Specific plug-ins may not require source bundles because they don't actually contain source. This may occur with platform specific fragments that only contain a native library. In this case, the bundles may be excluded by the feature as outlined above in generate.feature.

Or, bundles can explicitly specify in their own build.properties file that no source bundle should be generated for them:

generateSourceBundle=false

Custom Content

Custom content can always be added to generated source bundles using the post.gather.source custom callback in the originating bundle. (See Feature and Plug-in custom build steps).

When doing this, set the property "src.additionalRoots" in the plugin's build.properties file so that the generate source bundle has the correct roots directive on the Eclipse-SourceBundle header.

Example:

org.junit4 :
   build.properties
      src.includes = about.html,junitsrc.zip
      src.additionalRoots=junitsrc
      customBuildCallbacks=customBuildCallbacks.xml

   customBuildCallbacks.xml
    	<target name="post.gather.sources" >
		<mkdir dir="${target.folder}/junitsrc"/>
		<unzip src="${target.folder}/junitsrc.zip" dest="${target.folder}/junitsrc" overwrite="false"/>
		<delete file="${destination.temp.folder}/junitsrc.zip" />		
	</target>

Branding the Source Feature

Previously, the generated source plug-in served as a branding plug-in for the generated source feature.
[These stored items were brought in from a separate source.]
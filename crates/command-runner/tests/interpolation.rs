//! Template interpolation as seen by a backend

mod common;

use command_runner::backends::FakeBackend;
use command_runner::{MissingValues, Options, Runner, Values};
use std::sync::Arc;

fn runner(line: &str) -> (Runner, FakeBackend) {
    common::init_tracing();
    let fake = FakeBackend::new();
    (Runner::new(line).with_backend(Arc::new(fake.clone())), fake)
}

fn bad_value() -> Values {
    Values::new().with("x", "`bad value`")
}

#[test]
fn test_single_braces_escape_value() {
    let (runner, fake) = runner("some {x}");

    let contents = runner.contents(&bad_value()).unwrap();
    assert_eq!(contents.command, "some");
    assert_eq!(contents.arguments, ["\\`bad\\ value\\`"]);

    runner.execute(&bad_value(), Options::new()).unwrap().wait().unwrap();
    assert_eq!(fake.calls()[0].command.get_args(), ["\\`bad\\ value\\`"]);
}

#[test]
fn test_double_braces_insert_value_verbatim() {
    let (runner, _) = runner("some {{x}}");
    let contents = runner.contents(&bad_value()).unwrap();
    assert_eq!(contents.arguments, ["`bad value`"]);
}

#[test]
fn test_values_are_not_rescanned() {
    let (runner, _) = runner("some {x}");
    let values = Values::new().with("x", "{other}").with("other", "boom");

    let contents = runner.contents(&values).unwrap();
    assert_eq!(contents.arguments, ["\\{other\\}"]);
}

#[test]
fn test_mismatched_braces_stay_literal() {
    let (mismatched_open, _) = runner("some {{x}");
    assert_eq!(
        mismatched_open.contents(&bad_value()).unwrap().arguments,
        ["{{x}"]
    );

    let (mismatched_close, _) = runner("some {x}}");
    assert_eq!(
        mismatched_close.contents(&bad_value()).unwrap().arguments,
        ["{x}}"]
    );
}

#[test]
fn test_interpolation_keeps_argument_boundaries() {
    let (runner, fake) = runner("printf %s {{x}} tail");
    runner
        .execute(&Values::new().with("x", "one two three"), Options::new())
        .unwrap()
        .wait()
        .unwrap();

    let call = &fake.calls()[0];
    assert_eq!(call.command.get_program(), "printf");
    assert_eq!(call.command.get_args(), ["%s", "one two three", "tail"]);
}

#[test]
fn test_plain_command_reaches_backend_unchanged() {
    let (runner, fake) = runner("git log --oneline -n 5");
    let message = runner.pass().unwrap();

    assert_eq!(message.line(), "git log --oneline -n 5");
    let call = &fake.calls()[0];
    assert_eq!(call.command.get_program(), "git");
    assert_eq!(call.command.get_args(), ["log", "--oneline", "-n", "5"]);
}

#[test]
fn test_command_word_is_never_interpolated() {
    let (runner, fake) = runner("{x} arg");
    runner.execute(&bad_value(), Options::new()).unwrap();
    assert_eq!(fake.calls()[0].command.get_program(), "{x}");
}

#[test]
fn test_missing_values_policies() {
    let (runner, _) = runner("echo {absent} {{also_absent}}");
    let contents = runner.contents(&Values::new()).unwrap();
    assert_eq!(contents.arguments, ["{absent}", "{{also_absent}}"]);

    let strict = runner.with_missing_values(MissingValues::Fail);
    let err = strict.contents(&Values::new()).unwrap_err();
    assert!(err.to_string().contains("absent"));
}

#[test]
fn test_empty_value_is_quoted() {
    let (runner, _) = runner("grep {pattern}");
    let contents = runner
        .contents(&Values::new().with("pattern", ""))
        .unwrap();
    assert_eq!(contents.arguments, ["''"]);
}

#[test]
fn test_context_values_are_overridden_per_call() {
    let (runner, _) = runner("ls {dir}");
    let runner = runner.with_context(Values::new().with("dir", "/var/log"));

    assert_eq!(runner.contents(&Values::new()).unwrap().arguments, ["/var/log"]);
    assert_eq!(
        runner
            .contents(&Values::new().with("dir", "/tmp"))
            .unwrap()
            .arguments,
        ["/tmp"]
    );
}
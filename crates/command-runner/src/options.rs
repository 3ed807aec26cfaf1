//! Per-invocation execution options

use crate::command::Environment;
use serde::{Deserialize, Serialize};
use std::path::PathBuf;

/// Options for one command invocation
#[derive(Debug, Clone, Default, PartialEq, Eq, Serialize, Deserialize)]
pub struct Options {
    /// Bytes written to the child's stdin before it is closed
    #[serde(default)]
    pub input: Option<Vec<u8>>,
    /// Run the joined command line through the shell instead of exec'ing the
    /// argument vector. Escaping becomes the caller's responsibility.
    #[serde(default, rename = "unsafe")]
    pub unsafe_line: bool,
    /// Extra environment variables merged into the child's environment
    #[serde(default)]
    pub env: Environment,
    /// Working directory for the child
    #[serde(default)]
    pub current_dir: Option<PathBuf>,
}

/// The part of [`Options`] a backend consumes while launching
#[derive(Debug, Clone, Default, PartialEq, Eq)]
pub struct Launch {
    /// Bytes for the child's stdin
    pub input: Option<Vec<u8>>,
    /// Whether to run the joined line through the shell
    pub unsafe_line: bool,
}

impl Options {
    /// Create empty options
    pub fn new() -> Self {
        Self::default()
    }

    /// Set the bytes to write to stdin
    pub fn with_input(mut self, input: impl Into<Vec<u8>>) -> Self {
        self.input = Some(input.into());
        self
    }

    /// Request shell-line execution
    pub fn with_unsafe(mut self, unsafe_line: bool) -> Self {
        self.unsafe_line = unsafe_line;
        self
    }

    /// Add an environment variable
    pub fn with_env(mut self, key: impl Into<String>, value: impl Into<String>) -> Self {
        self.env.insert(key.into(), value.into());
        self
    }

    /// Set the working directory
    pub fn with_current_dir(mut self, dir: impl Into<PathBuf>) -> Self {
        self.current_dir = Some(dir.into());
        self
    }

    /// Layer `overrides` on top of these options.
    ///
    /// Environment entries are merged with `overrides` winning, `input` and
    /// `current_dir` are replaced when `overrides` sets them, and shell-line
    /// execution is on if either side asks for it.
    pub fn merged(&self, overrides: Options) -> Options {
        let mut env = self.env.clone();
        env.extend(overrides.env);
        Options {
            input: overrides.input.or_else(|| self.input.clone()),
            unsafe_line: self.unsafe_line || overrides.unsafe_line,
            env,
            current_dir: overrides.current_dir.or_else(|| self.current_dir.clone()),
        }
    }

    /// Take the environment out, leaving the rest
    pub fn split_env(mut self) -> (Environment, Options) {
        let env = std::mem::take(&mut self.env);
        (env, self)
    }

    /// Split into what the backend consumes and the residual options that
    /// are echoed back in the [`Message`](crate::Message)
    pub fn split(self) -> (Launch, Options) {
        let launch = Launch {
            input: self.input,
            unsafe_line: self.unsafe_line,
        };
        let residual = Options {
            input: None,
            unsafe_line: false,
            env: self.env,
            current_dir: self.current_dir,
        };
        (launch, residual)
    }
}
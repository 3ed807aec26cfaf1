//! Error types for command running

use std::fmt;
use thiserror::Error;

/// One of the three standard streams wired up for a child process
#[derive(Debug, Clone, Copy, PartialEq, Eq)]
pub enum Stream {
    /// Standard input
    Stdin,
    /// Standard output
    Stdout,
    /// Standard error
    Stderr,
}

impl fmt::Display for Stream {
    fn fmt(&self, f: &mut fmt::Formatter<'_>) -> fmt::Result {
        match self {
            Stream::Stdin => f.write_str("stdin"),
            Stream::Stdout => f.write_str("stdout"),
            Stream::Stderr => f.write_str("stderr"),
        }
    }
}

/// Unified error type for command running
///
/// A command that cannot be found is not an error: backends report it as a
/// [`Message`](crate::Message) with `executed == false`.
#[derive(Error, Debug)]
pub enum Error {
    /// Failed to spawn a process
    #[error("failed to spawn process: {reason}")]
    SpawnFailed {
        /// The reason for the spawn failure
        reason: String,
    },

    /// Reading from or writing to one of the child's pipes failed
    #[error("failed to {action} {stream}: {source}")]
    Pipe {
        /// The stream that failed
        stream: Stream,
        /// What was being done with the stream
        action: &'static str,
        /// The underlying I/O error
        #[source]
        source: std::io::Error,
    },

    /// Failed to send signal to process
    #[error("failed to send signal {signal}: {reason}")]
    SignalFailed {
        /// The signal number that failed to send
        signal: i32,
        /// The reason for the signal failure
        reason: String,
    },

    /// No backend reports itself as available on this platform
    #[error("no available backend among: {candidates}")]
    BackendUnavailable {
        /// The backends that were probed, in ranking order
        candidates: String,
    },

    /// A placeholder named a value that was not supplied
    #[error("no value supplied for placeholder `{name}`")]
    MissingValue {
        /// The placeholder name
        name: String,
    },

    /// The worker thread finished without delivering a result
    #[error("worker for `{line}` exited without a result")]
    WorkerLost {
        /// The command line the worker was running
        line: String,
    },

    /// Configuration could not be parsed
    #[error("invalid configuration: {0}")]
    Config(#[from] serde_json::Error),

    /// I/O error
    #[error(transparent)]
    Io(#[from] std::io::Error),

    /// Nix error (pipes, fork/exec and signals)
    #[cfg(unix)]
    #[error(transparent)]
    Nix(#[from] nix::Error),
}

impl Error {
    /// Create a spawn failed error
    pub fn spawn_failed(reason: impl Into<String>) -> Self {
        Self::SpawnFailed {
            reason: reason.into(),
        }
    }

    /// Create a signal failed error
    pub fn signal_failed(signal: i32, reason: impl Into<String>) -> Self {
        Self::SignalFailed {
            signal,
            reason: reason.into(),
        }
    }

    /// Create a pipe failure for the given stream
    pub fn pipe(stream: Stream, action: &'static str, source: std::io::Error) -> Self {
        Self::Pipe {
            stream,
            action,
            source,
        }
    }

    /// Create a missing value error
    pub fn missing_value(name: impl Into<String>) -> Self {
        Self::MissingValue { name: name.into() }
    }
}

/// Result type alias
pub type Result<T> = std::result::Result<T, Error>;
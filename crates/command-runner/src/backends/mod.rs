//! Backend implementations for different launch strategies
//!
//! Users can also implement their own backends by implementing the
//! [`Backend`](crate::backend::Backend) trait.

use crate::command::Command;
use crate::error::{Error, Result, Stream};
use crate::message::Message;
use crate::options::{Launch, Options};
use chrono::{DateTime, Utc};
use std::path::PathBuf;
use std::time::Duration;

pub mod backticks;
pub mod fake;
#[cfg(unix)]
pub mod fork_exec;
pub mod path;
pub mod spawn;

pub use backticks::BackticksBackend;
pub use fake::{FakeBackend, FakeCall};
#[cfg(unix)]
pub use fork_exec::ForkExecBackend;
pub use spawn::SpawnBackend;

/// A command with its options split into what the backend consumes and what
/// is echoed back in the message
#[derive(Debug)]
pub(crate) struct Invocation {
    pub(crate) command: Command,
    pub(crate) launch: Launch,
    pub(crate) options: Options,
    pub(crate) line: String,
}

impl Invocation {
    pub(crate) fn new(mut command: Command, options: Options) -> Self {
        let (launch, options) = options.split();
        command.envs(options.env.clone());
        let line = command.line();
        Self {
            command,
            launch,
            options,
            line,
        }
    }

    /// Locate the program, honoring a `PATH` passed in the child environment
    /// and resolving relative names against the child's working directory
    pub(crate) fn resolve_program(&self) -> Option<PathBuf> {
        let cwd = match &self.options.current_dir {
            Some(dir) => dir.clone(),
            None => std::env::current_dir().ok()?,
        };
        path::find_program(self.command.get_program(), self.command.get_envs(), &cwd)
    }

    pub(crate) fn no_such_command(&self) -> Message {
        tracing::debug!(line = %self.line, "command not found");
        Message::no_such_command(
            self.line.clone(),
            self.command.get_envs().clone(),
            self.options.clone(),
        )
    }

    /// The `async_process` command for this invocation, argv or shell line
    pub(crate) fn prepare(&self, shell_line: bool) -> async_process::Command {
        let mut cmd = if shell_line {
            self.command.prepare_shell()
        } else {
            self.command.prepare()
        };
        if let Some(dir) = &self.options.current_dir {
            cmd.current_dir(dir);
        }
        cmd
    }

    pub(crate) fn message(&self) -> crate::message::MessageBuilder {
        Message::builder(self.line.clone())
            .env(self.command.get_envs().clone())
            .options(self.options.clone())
    }
}

/// Elapsed time between two timestamps, whichever order they come in
pub(crate) fn elapsed(start: DateTime<Utc>, end: DateTime<Utc>) -> Duration {
    (start - end).abs().to_std().unwrap_or_default()
}

/// Write `input` to an `async_process` stdin and close it
pub(crate) async fn feed_input(
    stdin: Option<async_process::ChildStdin>,
    input: Option<Vec<u8>>,
) -> Result<()> {
    use futures::io::AsyncWriteExt;

    let (Some(mut stdin), Some(input)) = (stdin, input) else {
        return Ok(());
    };
    let written = match stdin.write_all(&input).await {
        Ok(()) => stdin.flush().await.or_else(ignore_broken_pipe),
        Err(e) => ignore_broken_pipe(e),
    };
    // Dropping stdin closes the write end so the child sees EOF
    drop(stdin);
    written.map_err(|e| Error::pipe(Stream::Stdin, "write", e))
}

/// Whether a spawn error means the program could not be started at all, as
/// opposed to a resource failure
pub(crate) fn launch_refused(e: &std::io::Error) -> bool {
    matches!(
        e.kind(),
        std::io::ErrorKind::NotFound | std::io::ErrorKind::PermissionDenied
    )
}

/// Read an `async_process` output pipe to the end
pub(crate) async fn read_stream<R>(pipe: Option<R>, stream: Stream) -> Result<Vec<u8>>
where
    R: futures::io::AsyncRead + Unpin,
{
    use futures::io::AsyncReadExt;

    let mut buffer = Vec::new();
    if let Some(mut pipe) = pipe {
        pipe.read_to_end(&mut buffer)
            .await
            .map_err(|e| Error::pipe(stream, "read", e))?;
    }
    Ok(buffer)
}

/// A child that exits without reading all of its input closes the pipe
pub(crate) fn ignore_broken_pipe(e: std::io::Error) -> std::io::Result<()> {
    if e.kind() == std::io::ErrorKind::BrokenPipe {
        tracing::trace!("child closed stdin before reading all input");
        Ok(())
    } else {
        Err(e)
    }
}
Branding files (about.properties, eclipse32.gif, etc) were provided using the sourceTemplatePlugin directory in the original feature.

When generating individual source bundles, the branding plug-in for the source feature will be the source bundle corresponding to the original branding plug-in. This means that branding files for the source feature's branding plug-in can be contributed using the src.includes property in the original branding plug-in.

The sourceTemplatePlugin folder of the feature for which we are generating source also contributes files to the branding plug-in.

sourceTemplatePlugin vs sourceTemplateBundle

Previously, the contents of the sourceTemplatePlugin directory of the original feature was copied into the source plug-in. When generating individual source bundles, this remains true only for the branding source bundle (see above).

For all the other source bundles, the contents of a sourceTemplateBundle directory will be copied over.